A ex-primeira-dama Michelle Bolsonaro (PL) decidiu gravar vídeos com duras críticas ao senador Flávio Bolsonaro (PL-RJ) por ter se cansado do que descrevia como uma série de agressões coordenadas e informações falsas, de acordo com aliados com quem ela conversou ao longo dos últimos meses. A decisão de tornar público o desabafo, ocorrida em meio a um cenário de tensões crescentes dentro da família Bolsonaro e do Partido Liberal (PL), expõe um racha que pode ter implicações diretas na sucessão política do ex-presidente Jair Bolsonaro (PL) e na estratégia do partido para as eleições de 2026.
Segundo fontes próximas à ex-primeira-dama, o estopim para a gravação foi uma sequência de episódios que ela interpretou como ataques pessoais e políticos orquestrados por aliados de Flávio Bolsonaro. Nos vídeos, Michelle afirma ter sido maltratada e que entendeu que o senador não queria seu apoio, em uma referência direta às articulações para a sucessão presidencial. O conteúdo, que rapidamente viralizou nas redes sociais, expõe fissuras que vinham sendo mantidas sob sigilo nos bastidores do PL, partido que tenta unificar o discurso em torno da candidatura de Jair Bolsonaro, atualmente inelegível.

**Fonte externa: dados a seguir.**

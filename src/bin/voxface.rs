use std::path::PathBuf;

use anyhow::Context as _;
use clap::{Parser, Subcommand};

#[derive(Parser, Debug)]
#[command(name = "voxface", version, about = "Audio-driven talking avatar renderer")]
struct Cli {
    #[command(subcommand)]
    cmd: Command,
}

#[derive(Subcommand, Debug)]
enum Command {
    /// Render a single avatar frame as a PNG.
    Frame(FrameArgs),
    /// Render an avatar video with the source audio muxed in (requires
    /// `ffmpeg` on PATH; degrades to a silent video without it).
    Render(RenderArgs),
}

#[derive(Parser, Debug)]
struct FrameArgs {
    /// Input audio file (.wav, .mp3, .flac).
    #[arg(long)]
    audio: PathBuf,

    /// Output PNG path.
    #[arg(long, default_value = "output.png")]
    out: PathBuf,

    /// Pipeline configuration JSON.
    #[arg(long)]
    config: Option<PathBuf>,
}

#[derive(Parser, Debug)]
struct RenderArgs {
    /// Input audio file (.wav, .mp3, .flac).
    #[arg(long)]
    audio: PathBuf,

    /// Output video path.
    #[arg(long, default_value = "output.mp4")]
    out: PathBuf,

    /// Frames per second (overrides the config when given).
    #[arg(long)]
    fps: Option<u32>,

    /// Pipeline configuration JSON.
    #[arg(long)]
    config: Option<PathBuf>,
}

fn main() -> anyhow::Result<()> {
    tracing_subscriber::fmt()
        .with_env_filter(
            tracing_subscriber::EnvFilter::try_from_default_env()
                .unwrap_or_else(|_| tracing_subscriber::EnvFilter::new("info")),
        )
        .with_writer(std::io::stderr)
        .init();

    let cli = Cli::parse();
    match cli.cmd {
        Command::Frame(args) => cmd_frame(args),
        Command::Render(args) => cmd_render(args),
    }
}

fn load_config(path: Option<&PathBuf>) -> anyhow::Result<voxface::PipelineConfig> {
    match path {
        Some(p) => Ok(voxface::PipelineConfig::load(p)?),
        None => Ok(voxface::PipelineConfig::default()),
    }
}

fn cmd_frame(args: FrameArgs) -> anyhow::Result<()> {
    let _cfg = load_config(args.config.as_ref())?;

    let ctx = voxface::ModelContext::with_reference_stages();
    let frame = voxface::render_frame(&ctx, &args.audio)?;

    if let Some(parent) = args.out.parent() {
        std::fs::create_dir_all(parent)
            .with_context(|| format!("create output dir '{}'", parent.display()))?;
    }

    image::save_buffer_with_format(
        &args.out,
        &frame.data,
        frame.width,
        frame.height,
        image::ColorType::Rgb8,
        image::ImageFormat::Png,
    )
    .with_context(|| format!("write png '{}'", args.out.display()))?;

    eprintln!("wrote {}", args.out.display());
    Ok(())
}

/// An explicit --fps always wins, even when it equals the config value.
fn effective_fps(flag: Option<u32>, cfg_fps: u32) -> u32 {
    flag.unwrap_or(cfg_fps)
}

fn cmd_render(args: RenderArgs) -> anyhow::Result<()> {
    let cfg = load_config(args.config.as_ref())?;
    let fps = effective_fps(args.fps, cfg.fps);

    let ctx = voxface::ModelContext::with_reference_stages();
    let opts = voxface::RenderOpts { fps };
    let summary = voxface::render_to_video(&ctx, &args.audio, &args.out, &opts)?;

    if summary.audio_muxed {
        eprintln!(
            "wrote {} ({} frames, {})",
            summary.out_path.display(),
            summary.frames,
            summary.codec.label()
        );
    } else {
        // Degraded run: still a success, but say why the audio is missing.
        eprintln!(
            "warning: output has no audio track ({})",
            summary
                .degradation
                .as_deref()
                .unwrap_or("mux tool unavailable")
        );
        eprintln!(
            "wrote silent video {} ({} frames, {})",
            summary.out_path.display(),
            summary.frames,
            summary.codec.label()
        );
    }
    Ok(())
}
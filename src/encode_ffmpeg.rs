//! Production writer backend: streams raw BGR frames to the system `ffmpeg`
//! binary over a pipe, one process per negotiated codec.
//!
//! We intentionally use the system `ffmpeg` rather than linked FFmpeg
//! bindings to avoid native dev header/lib requirements.

use std::{
    io::Read as _,
    path::Path,
    process::{Child, ChildStdin, Command, Stdio},
};

use crate::{
    error::{VoxfaceError, VoxfaceResult},
    sink::{CodecFactory, FrameWriter, SinkConfig, VideoCodec},
};

pub fn is_ffmpeg_on_path() -> bool {
    Command::new("ffmpeg")
        .arg("-version")
        .stdout(Stdio::null())
        .stderr(Stdio::null())
        .status()
        .map(|s| s.success())
        .unwrap_or(false)
}

pub fn ensure_parent_dir(path: &Path) -> VoxfaceResult<()> {
    if let Some(parent) = path.parent() {
        use anyhow::Context as _;
        std::fs::create_dir_all(parent)
            .with_context(|| format!("failed to create output directory '{}'", parent.display()))?;
    }
    Ok(())
}

fn encoder_available(encoder: &str) -> bool {
    let Ok(out) = Command::new("ffmpeg")
        .args(["-hide_banner", "-h", &format!("encoder={encoder}")])
        .output()
    else {
        return false;
    };
    // ffmpeg exits 0 for unknown encoders too; a real one prints an
    // "Encoder <name>" header.
    out.status.success() && String::from_utf8_lossy(&out.stdout).contains("Encoder ")
}

/// [`CodecFactory`] backed by the system `ffmpeg` binary.
#[derive(Clone, Copy, Debug, Default)]
pub struct FfmpegWriterFactory;

impl CodecFactory for FfmpegWriterFactory {
    fn open(
        &self,
        codec: VideoCodec,
        cfg: &SinkConfig,
    ) -> VoxfaceResult<Box<dyn FrameWriter>> {
        Ok(Box::new(FfmpegFrameWriter::spawn(codec, cfg)?))
    }
}

pub struct FfmpegFrameWriter {
    child: Option<Child>,
    stdin: Option<ChildStdin>,
}

impl FfmpegFrameWriter {
    pub fn spawn(codec: VideoCodec, cfg: &SinkConfig) -> VoxfaceResult<Self> {
        cfg.validate()?;
        if !cfg.width.is_multiple_of(2) || !cfg.height.is_multiple_of(2) {
            // We target yuv420p output for player compatibility.
            return Err(VoxfaceError::resource(
                "video width/height must be even for yuv420p output",
            ));
        }
        ensure_parent_dir(&cfg.out_path)?;

        if !is_ffmpeg_on_path() {
            return Err(VoxfaceError::resource(
                "ffmpeg was not found on PATH",
            ));
        }
        if !encoder_available(codec.encoder()) {
            return Err(VoxfaceError::resource(format!(
                "this ffmpeg build has no '{}' encoder",
                codec.encoder()
            )));
        }

        let mut cmd = Command::new("ffmpeg");
        cmd.stdin(Stdio::piped())
            .stdout(Stdio::null())
            .stderr(Stdio::piped());

        cmd.args([
            "-y",
            "-loglevel",
            "error",
            "-f",
            "rawvideo",
            "-pix_fmt",
            "bgr24",
            "-s",
            &format!("{}x{}", cfg.width, cfg.height),
            "-r",
            &cfg.fps.to_string(),
            "-i",
            "pipe:0",
            "-an",
            "-c:v",
            codec.encoder(),
        ]);

        match codec {
            VideoCodec::H264 => {
                cmd.args(["-pix_fmt", "yuv420p", "-movflags", "+faststart"]);
            }
            VideoCodec::Mjpeg => {
                cmd.args(["-pix_fmt", "yuvj420p", "-q:v", "3"]);
            }
            VideoCodec::Xvid | VideoCodec::Mpeg4 => {
                cmd.args(["-pix_fmt", "yuv420p"]);
            }
        }
        cmd.arg(&cfg.out_path);

        let mut child = cmd.spawn().map_err(|e| {
            VoxfaceError::resource(format!("failed to spawn ffmpeg: {e}"))
        })?;

        let stdin = child.stdin.take().ok_or_else(|| {
            VoxfaceError::resource("failed to open ffmpeg stdin (unexpected)")
        })?;

        Ok(Self {
            child: Some(child),
            stdin: Some(stdin),
        })
    }
}

impl FrameWriter for FfmpegFrameWriter {
    fn write_bgr(&mut self, data: &[u8]) -> VoxfaceResult<()> {
        let Some(stdin) = self.stdin.as_mut() else {
            return Err(VoxfaceError::resource("ffmpeg writer is already finalized"));
        };
        use std::io::Write as _;
        stdin.write_all(data).map_err(|e| {
            VoxfaceError::resource(format!("failed to write frame to ffmpeg stdin: {e}"))
        })
    }

    fn finish(&mut self) -> VoxfaceResult<()> {
        // Closing stdin signals end of stream.
        drop(self.stdin.take());
        let Some(mut child) = self.child.take() else {
            return Ok(());
        };

        let mut stderr = String::new();
        if let Some(mut pipe) = child.stderr.take() {
            pipe.read_to_string(&mut stderr).ok();
        }
        let status = child.wait().map_err(|e| {
            VoxfaceError::resource(format!("failed to wait for ffmpeg to finish: {e}"))
        })?;

        if !status.success() {
            return Err(VoxfaceError::resource(format!(
                "ffmpeg exited with status {status}: {}",
                stderr.trim()
            )));
        }
        Ok(())
    }
}

impl Drop for FfmpegFrameWriter {
    fn drop(&mut self) {
        // Abandoned writer: close the pipe and reap the child so no zombie
        // process outlives the sink.
        drop(self.stdin.take());
        if let Some(mut child) = self.child.take() {
            child.wait().ok();
        }
    }
}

Panorama político e impacto no PL
O episódio ocorre em um momento delicado para o bolsonarismo. Enquanto Jair Bolsonaro busca reverter sua inelegibilidade e manter o controle sobre o eleitorado conservador, a briga entre Michelle e Flávio revela disputas internas pelo espólio político do ex-presidente. Michelle, que ganhou projeção nacional como primeira-dama e é vista como uma possível candidata ao Senado ou até mesmo à Presidência, vinha sendo cortejada por alas do PL que enxergam nela um nome capaz de unificar o campo conservador. Já Flávio, filho mais velho de Bolsonaro e senador pelo Rio de Janeiro, é considerado o principal articulador político da família e herdeiro natural da liderança do clã.

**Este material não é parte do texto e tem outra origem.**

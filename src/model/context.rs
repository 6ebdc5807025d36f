use std::sync::OnceLock;

use crate::{
    face::FaceRenderer,
    model::stages::{
        BandEnergyEncoder, ExpressionStage, MotionStage, PooledExpressionMapper,
        PooledMotionMapper, SpeechStage,
    },
};

/// The four cached stage transforms.
///
/// Constructed once by the top-level caller and passed by reference into the
/// pipeline; read-only after construction, so sharing it across threads needs
/// no locking beyond the one-time initialization in [`ModelContext::shared`].
pub struct ModelContext {
    speech: Box<dyn SpeechStage>,
    expression: Box<dyn ExpressionStage>,
    motion: Box<dyn MotionStage>,
    renderer: FaceRenderer,
}

impl ModelContext {
    pub fn new(
        speech: Box<dyn SpeechStage>,
        expression: Box<dyn ExpressionStage>,
        motion: Box<dyn MotionStage>,
        renderer: FaceRenderer,
    ) -> Self {
        Self {
            speech,
            expression,
            motion,
            renderer,
        }
    }

    /// Context wired with the deterministic reference stages.
    pub fn with_reference_stages() -> Self {
        Self::new(
            Box::new(BandEnergyEncoder),
            Box::new(PooledExpressionMapper),
            Box::new(PooledMotionMapper),
            FaceRenderer::new(),
        )
    }

    /// Process-wide shared context with the reference stages.
    ///
    /// First call constructs the stages; every subsequent call returns the
    /// identical instance. Concurrent first access is guarded by `OnceLock`,
    /// so construction happens exactly once.
    pub fn shared() -> &'static ModelContext {
        static SHARED: OnceLock<ModelContext> = OnceLock::new();
        SHARED.get_or_init(ModelContext::with_reference_stages)
    }

    pub fn speech(&self) -> &dyn SpeechStage {
        self.speech.as_ref()
    }

    pub fn expression(&self) -> &dyn ExpressionStage {
        self.expression.as_ref()
    }

    pub fn motion(&self) -> &dyn MotionStage {
        self.motion.as_ref()
    }

    pub fn renderer(&self) -> &FaceRenderer {
        &self.renderer
    }
}
use crate::point::PlanarPoint;
#[cfg(feature = "serde")]
use serde::{Deserialize, Serialize};

/// A contiguous run of valid points accepted as lying on one line.
#[derive(Clone, Debug, PartialEq)]
#[cfg_attr(feature = "serde", derive(Serialize, Deserialize))]
pub struct WallRun {
    /// Index of the first point in the valid point sequence.
    pub start: usize,
    /// Index of the last point in the valid point sequence.
    pub end: usize,
    /// Scan degree the first point was measured at.
    pub start_degree: usize,
    /// Scan degree the last point was measured at.
    pub end_degree: usize,
    /// The four points of the window that admitted this run.
    pub window: [PlanarPoint; 4],
    /// Collinearity score of the admitting window.
    pub score: f64,
    pub first: PlanarPoint,
    pub last: PlanarPoint,
    /// Euclidean distance between `first` and `last`.
    pub extent: f64,
}

impl WallRun {
    /// Number of valid points covered by the run.
    pub fn n_points(&self) -> usize {
        self.end - self.start + 1
    }
}

/// Outcome of one scan.
#[derive(Clone, Debug, PartialEq)]
#[cfg_attr(feature = "serde", derive(Serialize, Deserialize))]
pub enum WallDetection {
    Found(WallRun),
    /// No window was admitted, which is distinct from a run of zero extent.
    NotFound,
}

impl WallDetection {
    pub fn wall(&self) -> Option<&WallRun> {
        match self {
            WallDetection::Found(run) => Some(run),
            WallDetection::NotFound => None,
        }
    }

    pub fn is_found(&self) -> bool {
        matches!(self, WallDetection::Found(_))
    }

    pub fn extent(&self) -> Option<f64> {
        self.wall().map(|run| run.extent)
    }
}

impl From<Option<WallRun>> for WallDetection {
    fn from(run: Option<WallRun>) -> Self {
        match run {
            Some(run) => WallDetection::Found(run),
            None => WallDetection::NotFound,
        }
    }
}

Aliados de Michelle afirmam que as críticas não são um movimento isolado, mas sim o resultado de meses de desgaste. Eles citam episódios em que Flávio teria minimizado a atuação da ex-primeira-dama em eventos partidários e supostamente vazado informações para enfraquecê-la internamente. Por outro lado, defensores de Flávio argumentam que Michelle estaria sendo influenciada por conselheiros externos que desejam afastá-la do núcleo duro da família Bolsonaro. O racha, que já era conhecido nos bastidores, agora ganha contornos públicos e pode complicar os planos do PL para as eleições de 2026, quando o partido tentará eleger governadores, senadores e deputados alinhados ao ex-presidente.

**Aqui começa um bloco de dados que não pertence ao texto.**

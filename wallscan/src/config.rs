//! Detector configuration.

use crate::constants::DEFAULT_R2_MIN;
use crate::error::{Result, WallScanError};
use serde::{Deserialize, Serialize};
use std::path::Path;

/// Tunable parameters of the wall detector.
#[derive(Clone, Debug, PartialEq, Serialize, Deserialize)]
#[serde(default)]
pub struct DetectorConfig {
    /// Minimum squared correlation for a 4-point window to admit a run and
    /// for the run to keep extending.
    /// Default: 0.9
    pub r2_min: f64,
}

impl Default for DetectorConfig {
    fn default() -> Self {
        Self {
            r2_min: DEFAULT_R2_MIN,
        }
    }
}

impl DetectorConfig {
    pub fn new() -> Self {
        Self::default()
    }

    /// Builder-style setter for the collinearity threshold.
    pub fn with_r2_min(mut self, value: f64) -> Self {
        self.r2_min = value;
        self
    }

    pub fn validate(&self) -> Result<()> {
        if !(0.0..=1.0).contains(&self.r2_min) {
            return Err(WallScanError::InvalidThreshold(self.r2_min));
        }
        Ok(())
    }

    /// Parses and validates a JSON configuration. Missing fields take their
    /// default value.
    pub fn from_json_str(json: &str) -> Result<Self> {
        let config: DetectorConfig = serde_json::from_str(json)?;
        config.validate()?;
        Ok(config)
    }

    pub fn from_json_file<P: AsRef<Path>>(path: P) -> Result<Self> {
        let json = std::fs::read_to_string(path)?;
        Self::from_json_str(&json)
    }
}
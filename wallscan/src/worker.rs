use crate::config::DetectorConfig;
use crate::constants::N_PENDING_SCANS;
use crate::error::{Result, WallScanError};
use crate::points::ValidPoints;
use crate::scanner::Scanner;
use crossbeam_channel::{bounded, select, Receiver, Sender};
use std::thread::JoinHandle;
use wallscan_data::{PolarScan, WallDetection};

/// Struct that owns the detection thread.
pub struct DetectorThread {
    pub(crate) scan_tx: Sender<PolarScan>,
    pub(crate) terminator_tx: Sender<bool>,
    pub(crate) thread: Option<JoinHandle<()>>,
}

impl DetectorThread {
    /// Queues a scan. Blocks while the detection queue is full.
    pub fn send(&self, scan: PolarScan) -> Result<()> {
        self.scan_tx
            .send(scan)
            .map_err(|_| WallScanError::WorkerStopped)
    }
}

/// Function to launch the detector on its own thread.
///
/// Scans passed to [`DetectorThread::send`] come back as detections, in
/// order, on the returned receiver.
pub fn run_detector(
    config: DetectorConfig,
) -> Result<(DetectorThread, Receiver<WallDetection>)> {
    let scanner = Scanner::new(config)?;

    let (scan_tx, scan_rx) = bounded::<PolarScan>(N_PENDING_SCANS);
    let (detection_tx, detection_rx) = bounded::<WallDetection>(N_PENDING_SCANS);
    let (terminator_tx, terminator_rx) = bounded(1);

    let thread = Some(std::thread::spawn(move || {
        detect_scans(&scanner, scan_rx, terminator_rx, detection_tx);
    }));

    let detector_thread = DetectorThread {
        scan_tx,
        terminator_tx,
        thread,
    };
    Ok((detector_thread, detection_rx))
}

pub(crate) fn detect_scans(
    scanner: &Scanner,
    scan_rx: Receiver<PolarScan>,
    terminator_rx: Receiver<bool>,
    detection_tx: Sender<WallDetection>,
) {
    loop {
        let scan = select! {
            recv(terminator_rx) -> _ => return,
            recv(scan_rx) -> scan => match scan {
                Ok(scan) => scan,
                Err(_) => return,
            },
        };

        let detection = scanner.scan(&ValidPoints::from_scan(&scan));
        select! {
            recv(terminator_rx) -> _ => return,
            send(detection_tx, detection) -> res => {
                if let Err(e) = res {
                    log::warn!("{e}");
                    return;
                }
            },
        }
    }
}

/// Function to join the detection thread.
/// This function is automatically called when `detector_thread` is dropped.
pub fn join(detector_thread: &mut DetectorThread) {
    // The thread may already have exited and dropped the receiver
    let _ = detector_thread.terminator_tx.try_send(true);

    if let Some(thread) = detector_thread.thread.take() {
        if thread.join().is_err() {
            log::error!("Detection thread panicked");
        }
    }
}

impl Drop for DetectorThread {
    fn drop(&mut self) {
        join(self);
    }
}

Especialistas em política avaliam que a crise expõe a fragilidade do projeto de poder do bolsonarismo sem a figura centralizadora de Jair Bolsonaro. A ausência de um líder claro e a disputa entre Michelle e Flávio podem abrir espaço para que outras forças políticas, como o MDB e o PT, capitalizem sobre a desunião da direita. Enquanto isso, o PL tenta conter os danos, com o presidente nacional do partido, Valdemar Costa Neto, sendo pressionado a intervir para evitar que o racha se aprofunde e prejudique a legenda nas urnas.
A gravação de Michelle também reacende o debate sobre o papel das mulheres na política brasileira e a forma como as disputas familiares podem impactar a imagem pública de figuras femininas. A ex-primeira-dama, que sempre se apresentou como uma defensora dos valores cristãos e da família, agora enfrenta o desafio de equilibrar sua lealdade ao clã Bolsonaro com sua própria ambição política. O desfecho dessa crise, que ainda não tem data para acabar, será crucial para definir os rumos do bolsonarismo e do PL nos próximos anos.